11/21/00 12:06 PM ET


Oil prices have roughly tripled since the end of 1998. The U.S. has never experienced a price rise in oil of this magnitude without having a recession, yet personal consumption is still growing at an 8% rate and the consumer price index has only increased from 1.5% to 3.5% during this time.


Price Gusher
The price of West Texas Intermediate has roughly tripled since the end of 1998
Source: Federal Reserve Bank-St. Louis


What's even more surprising is that the rise in energy costs hasn't led to a big rise in inflation expectations. The expected-inflation component of the University of Michigan's Consumer Survey continues to hover around 3%, and the break-even inflation rate needed to make owning inflation-protected Treasury bonds worthwhile is still 2.2% or less.

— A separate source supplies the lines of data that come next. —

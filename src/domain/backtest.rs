//! Bar-by-bar replay of a signal series against a paper account.
//!
//! Per bar, in order:
//! 1. stop-loss check while long (`close <= entry * (1 - stop_loss_pct)`)
//! 2. signal handling (BUY when flat, SELL when long)
//! 3. equity mark (`cash + qty * close`)
//!
//! A position still open after the last bar is closed at the last close.
//! Signals are matched to bars by exact timestamp; a signal with no
//! matching bar has no effect.

use chrono::NaiveDateTime;
use serde::{Deserialize, Serialize};
use std::collections::{HashMap, HashSet};

use super::error::AlgoTraderError;
use super::execution::{ExecutionConfig, OrderSide};
use super::metrics::Metrics;
use super::ohlcv::{sort_and_dedup, Bar};
use super::portfolio::{EquityPoint, PaperAccount};
use super::position::{ExitReason, TradeRecord};
use super::signal::{Signal, SignalKind, SignalProducer};
use super::sizing::{capped_size, replay_caps};
use crate::ports::broker_port::Broker;

#[derive(Debug, Clone, PartialEq)]
pub struct BacktestConfig {
    pub initial_capital: f64,
    pub commission_pct: f64,
    pub slippage_pct: f64,
    pub risk_per_trade: f64,
    pub stop_loss_pct: f64,
}

impl Default for BacktestConfig {
    fn default() -> Self {
        BacktestConfig {
            initial_capital: 100_000.0,
            commission_pct: 0.001,
            slippage_pct: 0.0005,
            risk_per_trade: 0.02,
            stop_loss_pct: 0.03,
        }
    }
}

impl BacktestConfig {
    pub fn execution(&self) -> ExecutionConfig {
        ExecutionConfig {
            commission_pct: self.commission_pct,
            slippage_pct: self.slippage_pct,
        }
    }
}

#[derive(Debug, Clone, PartialEq, Serialize, Deserialize)]
pub struct BacktestResult {
    pub strategy_name: String,
    pub symbol: String,
    pub start_date: NaiveDateTime,
    pub end_date: NaiveDateTime,
    pub initial_capital: f64,
    pub final_capital: f64,
    pub metrics: Metrics,
    pub trades: Vec<TradeRecord>,
    pub equity_curve: Vec<EquityPoint>,
}

/// Entry bookkeeping for the single open position.
struct OpenTrade {
    entry_price: f64,
    entry_time: NaiveDateTime,
}

#[derive(Debug, Clone)]
pub struct BacktestEngine {
    config: BacktestConfig,
}

impl BacktestEngine {
    pub fn new(config: BacktestConfig) -> Self {
        BacktestEngine { config }
    }

    pub fn config(&self) -> &BacktestConfig {
        &self.config
    }

    /// Generate signals with `producer` and replay them.
    pub fn run(
        &self,
        bars: &[Bar],
        symbol: &str,
        producer: &dyn SignalProducer,
    ) -> Result<BacktestResult, AlgoTraderError> {
        let mut bars = bars.to_vec();
        sort_and_dedup(&mut bars);
        let signals = producer.generate_signals(&bars, symbol);
        tracing::debug!(
            strategy = producer.name(),
            symbol,
            signals = signals.len(),
            "signals generated"
        );
        self.run_with_signals(&bars, symbol, producer.name(), &signals)
    }

    /// Replay a precomputed signal list.
    pub fn run_with_signals(
        &self,
        bars: &[Bar],
        symbol: &str,
        strategy_name: &str,
        signals: &[Signal],
    ) -> Result<BacktestResult, AlgoTraderError> {
        let mut bars = bars.to_vec();
        sort_and_dedup(&mut bars);
        let (Some(first), Some(last)) = (bars.first(), bars.last()) else {
            return Err(AlgoTraderError::EmptySeries {
                symbol: symbol.to_string(),
            });
        };
        let (start_date, end_date) = (first.timestamp, last.timestamp);

        let bar_times: HashSet<NaiveDateTime> = bars.iter().map(|b| b.timestamp).collect();
        for s in signals.iter().filter(|s| !bar_times.contains(&s.timestamp)) {
            tracing::debug!(symbol, timestamp = %s.timestamp, kind = %s.kind, "signal has no matching bar");
        }

        // Later signals for the same timestamp replace earlier ones.
        let signal_map: HashMap<NaiveDateTime, SignalKind> = signals
            .iter()
            .filter(|s| s.symbol == symbol)
            .map(|s| (s.timestamp, s.kind))
            .collect();

        let cfg = &self.config;
        let mut account = PaperAccount::new(cfg.initial_capital, cfg.execution());
        let mut open: Option<OpenTrade> = None;
        let mut trades: Vec<TradeRecord> = Vec::new();
        let mut equity_curve: Vec<EquityPoint> = Vec::with_capacity(bars.len());

        for bar in &bars {
            account.update_price(symbol, bar.close);

            if let Some(entry) = &open {
                let stop_price = entry.entry_price * (1.0 - cfg.stop_loss_pct);
                if bar.close <= stop_price {
                    tracing::debug!(symbol, %bar.timestamp, close = bar.close, stop_price, "stop-loss hit");
                    if let Some(trade) =
                        close_trade(&mut account, symbol, entry, bar, ExitReason::StopLoss)
                    {
                        trades.push(trade);
                        open = None;
                    }
                }
            }

            match signal_map.get(&bar.timestamp) {
                Some(SignalKind::Buy) if open.is_none() => {
                    open = self.enter(&mut account, symbol, bar);
                }
                Some(SignalKind::Sell) => {
                    if let Some(entry) = &open {
                        if let Some(trade) =
                            close_trade(&mut account, symbol, entry, bar, ExitReason::Signal)
                        {
                            trades.push(trade);
                            open = None;
                        }
                    }
                }
                _ => {}
            }

            // An entry on this bar opened at the slipped fill price.
            account.update_price(symbol, bar.close);
            equity_curve.push(EquityPoint {
                timestamp: bar.timestamp,
                equity: account.get_portfolio_value(),
            });
        }

        if let (Some(entry), Some(bar)) = (&open, bars.last()) {
            if let Some(trade) = close_trade(&mut account, symbol, entry, bar, ExitReason::EndOfData)
            {
                trades.push(trade);
            }
        }
        debug_assert!(account.position(symbol).is_none());

        let final_capital = account.cash();
        let metrics = Metrics::compute(cfg.initial_capital, final_capital, &equity_curve, &trades);

        tracing::info!(
            strategy = strategy_name,
            symbol,
            bars = bars.len(),
            trades = trades.len(),
            final_capital,
            total_return = metrics.total_return,
            "backtest complete"
        );

        Ok(BacktestResult {
            strategy_name: strategy_name.to_string(),
            symbol: symbol.to_string(),
            start_date,
            end_date,
            initial_capital: cfg.initial_capital,
            final_capital,
            metrics,
            trades,
            equity_curve,
        })
    }

    fn enter(&self, account: &mut PaperAccount, symbol: &str, bar: &Bar) -> Option<OpenTrade> {
        let cfg = &self.config;
        let buy_price = bar.close * (1.0 + cfg.slippage_pct);
        let qty = capped_size(&replay_caps(
            account.cash(),
            cfg.risk_per_trade,
            cfg.stop_loss_pct,
            buy_price,
        ));
        if qty <= 0.0 {
            return None;
        }

        let stop_loss = Some(buy_price * (1.0 - cfg.stop_loss_pct));
        let order = account.place_order(symbol, OrderSide::Buy, qty, bar.close, stop_loss);
        if !order.is_filled() {
            tracing::warn!(symbol, %bar.timestamp, message = %order.message, "entry rejected");
            return None;
        }
        Some(OpenTrade {
            entry_price: order.fill_price,
            entry_time: bar.timestamp,
        })
    }
}

fn close_trade(
    account: &mut PaperAccount,
    symbol: &str,
    entry: &OpenTrade,
    bar: &Bar,
    exit_reason: ExitReason,
) -> Option<TradeRecord> {
    let order = account.close_position(symbol, bar.close);
    if !order.is_filled() {
        return None;
    }
    let pnl = (order.fill_price - entry.entry_price) * order.quantity - order.commission;
    let return_pct = if entry.entry_price > 0.0 {
        (order.fill_price - entry.entry_price) / entry.entry_price
    } else {
        0.0
    };
    Some(TradeRecord {
        symbol: symbol.to_string(),
        side: OrderSide::Buy,
        entry_price: entry.entry_price,
        exit_price: order.fill_price,
        quantity: order.quantity,
        entry_time: entry.entry_time,
        exit_time: bar.timestamp,
        pnl,
        commission: order.commission,
        return_pct,
        exit_reason,
    })
}
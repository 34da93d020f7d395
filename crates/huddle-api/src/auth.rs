use std::sync::Arc;

use argon2::{Argon2, PasswordHash, PasswordHasher, PasswordVerifier, password_hash::{SaltString, rand_core::OsRng}};
use axum::{Json, extract::State, http::{HeaderMap, StatusCode}, response::IntoResponse};
use axum_extra::headers::{Authorization, HeaderMapExt, authorization::Bearer};
use chrono::{Duration, Utc};
use jsonwebtoken::{DecodingKey, EncodingKey, Header, Validation, decode, encode};
use tracing::{info, warn};
use uuid::Uuid;

use huddle_core::CoreError;
use huddle_core::identity::{self, NewUser};
use huddle_db::Database;
use huddle_types::api::{
    Claims, LoginRequest, LoginResponse, RefreshResponse, RegisterRequest, StatusMessage, TokenKind,
};

use crate::blocking;
use crate::error::ApiError;

pub type AppState = Arc<AppStateInner>;

pub struct AppStateInner {
    pub db: Database,
    pub tokens: TokenSettings,
}

#[derive(Debug, Clone)]
pub struct TokenSettings {
    pub secret: String,
    pub access_ttl: Duration,
    pub refresh_ttl: Duration,
}

impl TokenSettings {
    pub fn new(secret: impl Into<String>) -> Self {
        Self {
            secret: secret.into(),
            access_ttl: Duration::minutes(30),
            refresh_ttl: Duration::days(7),
        }
    }
}

fn validate_registration(req: &RegisterRequest) -> Result<(), ApiError> {
    let name_len = req.username.chars().count();
    if !(3..=32).contains(&name_len) {
        return Err(ApiError::invalid("username must be 3 to 32 characters"));
    }
    if req.password.chars().count() < 8 {
        return Err(ApiError::invalid("password must be at least 8 characters"));
    }
    if !req.email.contains('@') {
        return Err(ApiError::invalid("email address is malformed"));
    }
    Ok(())
}

pub async fn register(
    State(state): State<AppState>,
    Json(req): Json<RegisterRequest>,
) -> Result<impl IntoResponse, ApiError> {
    validate_registration(&req)?;

    let user = blocking(&state, move |db| {
        // Hash password with Argon2id
        let salt = SaltString::generate(&mut OsRng);
        let credential_hash = Argon2::default()
            .hash_password(req.password.as_bytes(), &salt)
            .map_err(|e| CoreError::Storage(anyhow::anyhow!("password hashing failed: {e}")))?
            .to_string();

        identity::register(
            db,
            NewUser {
                username: req.username,
                email: req.email,
                credential_hash,
                role: req.role,
            },
        )
    })
    .await?;

    Ok((StatusCode::CREATED, Json(user)))
}

pub async fn login(
    State(state): State<AppState>,
    Json(req): Json<LoginRequest>,
) -> Result<impl IntoResponse, ApiError> {
    let username = req.username.clone();
    let user = blocking(&state, move |db| {
        let stored = identity::find_by_username(db, &req.username)?
            .ok_or(CoreError::Unauthenticated)?;

        let parsed_hash = PasswordHash::new(&stored.credential_hash)
            .map_err(|e| CoreError::Storage(anyhow::anyhow!("stored hash is unreadable: {e}")))?;
        Argon2::default()
            .verify_password(req.password.as_bytes(), &parsed_hash)
            .map_err(|_| CoreError::Unauthenticated)?;

        Ok(stored.user)
    })
    .await
    .inspect_err(|_| warn!("Failed login for {}", username))?;
    info!("{} logged in", user.username);

    let access_token = create_token(&state.tokens, user.id, &user.username, TokenKind::Access)?;
    let refresh_token = create_token(&state.tokens, user.id, &user.username, TokenKind::Refresh)?;

    Ok(Json(LoginResponse {
        user_id: user.id,
        username: user.username,
        access_token,
        refresh_token,
        token_type: "Bearer".into(),
    }))
}

/// Trade a refresh token, sent as the bearer credential, for a new access token.
pub async fn refresh(
    State(state): State<AppState>,
    headers: HeaderMap,
) -> Result<impl IntoResponse, ApiError> {
    let bearer = headers
        .typed_get::<Authorization<Bearer>>()
        .ok_or_else(ApiError::unauthenticated)?;
    let claims = decode_token(&state.tokens.secret, bearer.token(), TokenKind::Refresh)?;

    let user_id = claims.sub;
    let user = blocking(&state, move |db| identity::find_by_id(db, user_id))
        .await?
        .ok_or_else(ApiError::unauthenticated)?;

    let access_token = create_token(&state.tokens, user.id, &user.username, TokenKind::Access)?;
    Ok(Json(RefreshResponse {
        access_token,
        token_type: "Bearer".into(),
    }))
}

/// Tokens are stateless; the client discards them.
pub async fn logout() -> Json<StatusMessage> {
    Json(StatusMessage {
        message: "logged out".into(),
    })
}

pub fn create_token(
    settings: &TokenSettings,
    user_id: Uuid,
    username: &str,
    kind: TokenKind,
) -> Result<String, ApiError> {
    let ttl = match kind {
        TokenKind::Access => settings.access_ttl,
        TokenKind::Refresh => settings.refresh_ttl,
    };
    let claims = Claims {
        sub: user_id,
        username: username.to_string(),
        kind,
        exp: (Utc::now() + ttl).timestamp().max(0) as usize,
    };

    encode(
        &Header::default(),
        &claims,
        &EncodingKey::from_secret(settings.secret.as_bytes()),
    )
    .map_err(|e| ApiError(CoreError::Storage(anyhow::anyhow!("token encoding failed: {e}"))))
}

/// Validate signature, expiry and token kind.
pub fn decode_token(secret: &str, token: &str, expected: TokenKind) -> Result<Claims, ApiError> {
    let token_data = decode::<Claims>(
        token,
        &DecodingKey::from_secret(secret.as_bytes()),
        &Validation::default(),
    )
    .map_err(|_| ApiError::unauthenticated())?;

    if token_data.claims.kind != expected {
        return Err(ApiError::unauthenticated());
    }
    Ok(token_data.claims)
}
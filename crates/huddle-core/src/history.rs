//! Version log: append-only snapshots of an event's prior state.
//!
//! A snapshot is written before every update and every rollback, in the
//! transaction that applies the change. Entries are never rewritten or
//! removed, and they outlive the event they describe.
//!
//! Concurrent edits are not reconciled: two updates racing on the same
//! event both log their own prior state and the last commit wins.

use std::collections::{BTreeMap, BTreeSet};

use anyhow::Context;
use chrono::{Duration, Utc};
use rusqlite::Connection;
use serde_json::{Map, Value};
use tracing::info;
use uuid::Uuid;

use huddle_db::Database;
use huddle_db::models::HistoryRow;
use huddle_db::queries;
use huddle_types::models::{
    Event, EventFields, FieldChange, HistoryEntry, User, VersionDiff, VersionStamp,
};

use crate::access;
use crate::convert::{history_from_row, parse_time, to_db_time};
use crate::error::{CoreError, Result};
use crate::events::{load_event, store_event};

/// Outcome of a rollback: the restored event and the entry that preserved
/// the state it replaced.
#[derive(Debug, Clone)]
pub struct Rollback {
    pub event: Event,
    pub recorded: HistoryEntry,
}

/// Append the pre-change state of an event. Only fails if the store does.
///
/// Versions count up from 1 per event, and `change_time` is forced to move
/// forward even if the wall clock does not.
pub fn record_snapshot(
    conn: &Connection,
    event_id: Uuid,
    changed_by: Uuid,
    prior: &EventFields,
) -> Result<HistoryEntry> {
    let event_key = event_id.to_string();

    let mut change_time = Utc::now();
    let mut version = 1;
    if let Some((last_version, last_time)) = queries::latest_history_stamp(conn, &event_key)? {
        version = last_version + 1;
        let last_time = parse_time(&last_time)?;
        if change_time <= last_time {
            change_time = last_time + Duration::microseconds(1);
        }
    }

    let previous_data = match serde_json::to_value(prior).context("serialize snapshot")? {
        Value::Object(map) => map,
        other => return Err(anyhow::anyhow!("snapshot is not an object: {other}").into()),
    };

    let entry = HistoryEntry {
        id: Uuid::new_v4(),
        event_id,
        version,
        changed_by,
        change_time,
        previous_data,
    };

    queries::insert_history(
        conn,
        &HistoryRow {
            id: entry.id.to_string(),
            event_id: event_key,
            version,
            changed_by: changed_by.to_string(),
            change_time: to_db_time(change_time),
            previous_data: Value::Object(entry.previous_data.clone()).to_string(),
        },
    )?;

    Ok(entry)
}

fn load_entry(conn: &Connection, event_id: Uuid, version_id: Uuid) -> Result<HistoryEntry> {
    queries::history_entry(conn, &event_id.to_string(), &version_id.to_string())?
        .map(history_from_row)
        .transpose()?
        .ok_or_else(|| CoreError::NotFound(format!("version {version_id} of event {event_id}")))
}

/// The full change log, oldest first.
pub fn list_history(db: &Database, user: &User, event_id: Uuid) -> Result<Vec<HistoryEntry>> {
    db.with_conn(|conn| {
        access::require_read(conn, user.id, event_id)?;
        queries::history_for_event(conn, &event_id.to_string())?
            .into_iter()
            .map(history_from_row)
            .collect()
    })
}

/// One entry, only if it belongs to `event_id`. An id from another event
/// is reported as not found.
pub fn get_version(db: &Database, user: &User, event_id: Uuid, version_id: Uuid) -> Result<HistoryEntry> {
    db.with_conn(|conn| {
        access::require_read(conn, user.id, event_id)?;
        load_entry(conn, event_id, version_id)
    })
}

/// Keys whose values differ between two payloads. A key present on one
/// side only is compared against `null`.
pub fn diff_payloads(
    version1: &Map<String, Value>,
    version2: &Map<String, Value>,
) -> BTreeMap<String, FieldChange> {
    let keys: BTreeSet<&String> = version1.keys().chain(version2.keys()).collect();

    keys.into_iter()
        .filter_map(|key| {
            let v1 = version1.get(key).cloned().unwrap_or(Value::Null);
            let v2 = version2.get(key).cloned().unwrap_or(Value::Null);
            (v1 != v2).then(|| (key.clone(), FieldChange { version1: v1, version2: v2 }))
        })
        .collect()
}

pub fn diff(
    db: &Database,
    user: &User,
    event_id: Uuid,
    version1_id: Uuid,
    version2_id: Uuid,
) -> Result<VersionDiff> {
    db.with_conn(|conn| {
        access::require_read(conn, user.id, event_id)?;
        let v1 = load_entry(conn, event_id, version1_id)?;
        let v2 = load_entry(conn, event_id, version2_id)?;

        Ok(VersionDiff {
            event_id,
            changes: diff_payloads(&v1.previous_data, &v2.previous_data),
            version1: VersionStamp {
                id: v1.id,
                version: v1.version,
                change_time: v1.change_time,
            },
            version2: VersionStamp {
                id: v2.id,
                version: v2.version,
                change_time: v2.change_time,
            },
        })
    })
}

/// Owner-only. Logs the current state, then overwrites every field with the
/// chosen snapshot.
pub fn rollback(db: &Database, user: &User, event_id: Uuid, version_id: Uuid) -> Result<Rollback> {
    let outcome = db.with_tx(|conn| {
        access::require_owner(conn, user.id, event_id)?;
        let mut event = load_event(conn, event_id)?;
        let target = load_entry(conn, event_id, version_id)?;

        let restored: EventFields = serde_json::from_value(Value::Object(target.previous_data))
            .with_context(|| format!("snapshot {version_id} does not hold event fields"))?;

        let recorded = record_snapshot(conn, event_id, user.id, &event.fields())?;

        event.title = restored.title;
        event.description = restored.description;
        event.timestamp = restored.timestamp;
        event.updated_at = Utc::now();
        store_event(conn, &event)?;

        Ok::<_, CoreError>(Rollback { event, recorded })
    })?;

    info!(
        "{} rolled event {} back to {} (previous state kept as {})",
        user.username, event_id, version_id, outcome.recorded.id
    );
    Ok(outcome)
}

Part of the credit for keeping expectations in check has to go to the Fed's pre-emptive tightening that began last year. Without this tightening, it's possible that oil prices could have risen even more than they already have. The rise in oil prices could have also spread to other sectors of the economy, meaning that the Fed would have had to tighten much more than it did in this cycle. Bond investors are so confident that the Fed will not let inflation get out of hand that the whole investment-grade bond sector has had a powerful rally since the spring despite energy's climb.

The behavior of productivity is another reason for the relatively good inflation performance. As the unemployment rate fell from a peak of 7.8% in 1992 to its current 3.9% level, economists worried that wages would increase. As shown in the next chart, the growth rate of compensation per hour rose from 1.5% in 1993 to 5% by 1998. The gain in wages, though, didn't translate into higher inflation because productivity, measured as output per hour, pretty much kept pace during the second half of the 1990's.


Inflation Beater
Wages have increased, but so has productivity*
* Nonfinancial corporations. Source: Federal Reserve Bank- St. Louis


Productivity is one of the hardest segments of our economy to measure, especially in the financial services arena. There is evidence that overall productivity totals are understated, so I've used the numbers for nonfinancial corporations. These figures are the ones preferred by Fed Chairman Alan Greenspan because, while they probably still understate productivity gains, they at least avoid the mismeasurement problems of financial companies.

The interplay between labor costs and productivity produces a series known as unit labor costs. This attempts to measure how much a company must pay its labor force to produce a unit of output. Productivity is now growing faster than compensation, so unit labor costs are actually falling.


Cost-Effective Labor
Productivity is growing faster than compensation,
so unit labor costs are falling
Source: Federal Reserve Bank-St. Louis


Unit labor costs are viewed as a measure of some of the cost pressures faced by companies, and so they are linked to inflation. The relationship between unit labor costs and inflation is one of the strongest and most enduring in economics.


The Fed's Quandary
While unit labor costs remain low, any rise in energy costs could turn into a nasty spiral
Source: Federal Reserve Bank-St. Louis


While these two series often move in tandem, they have diverged since the end of 1998 when they were both growing at just over 1%. Unit labor costs have dropped to below zero since then, indicating that there is little pressure on inflation. Unfortunately, the GDP deflator has risen during this time, partly due to energy costs.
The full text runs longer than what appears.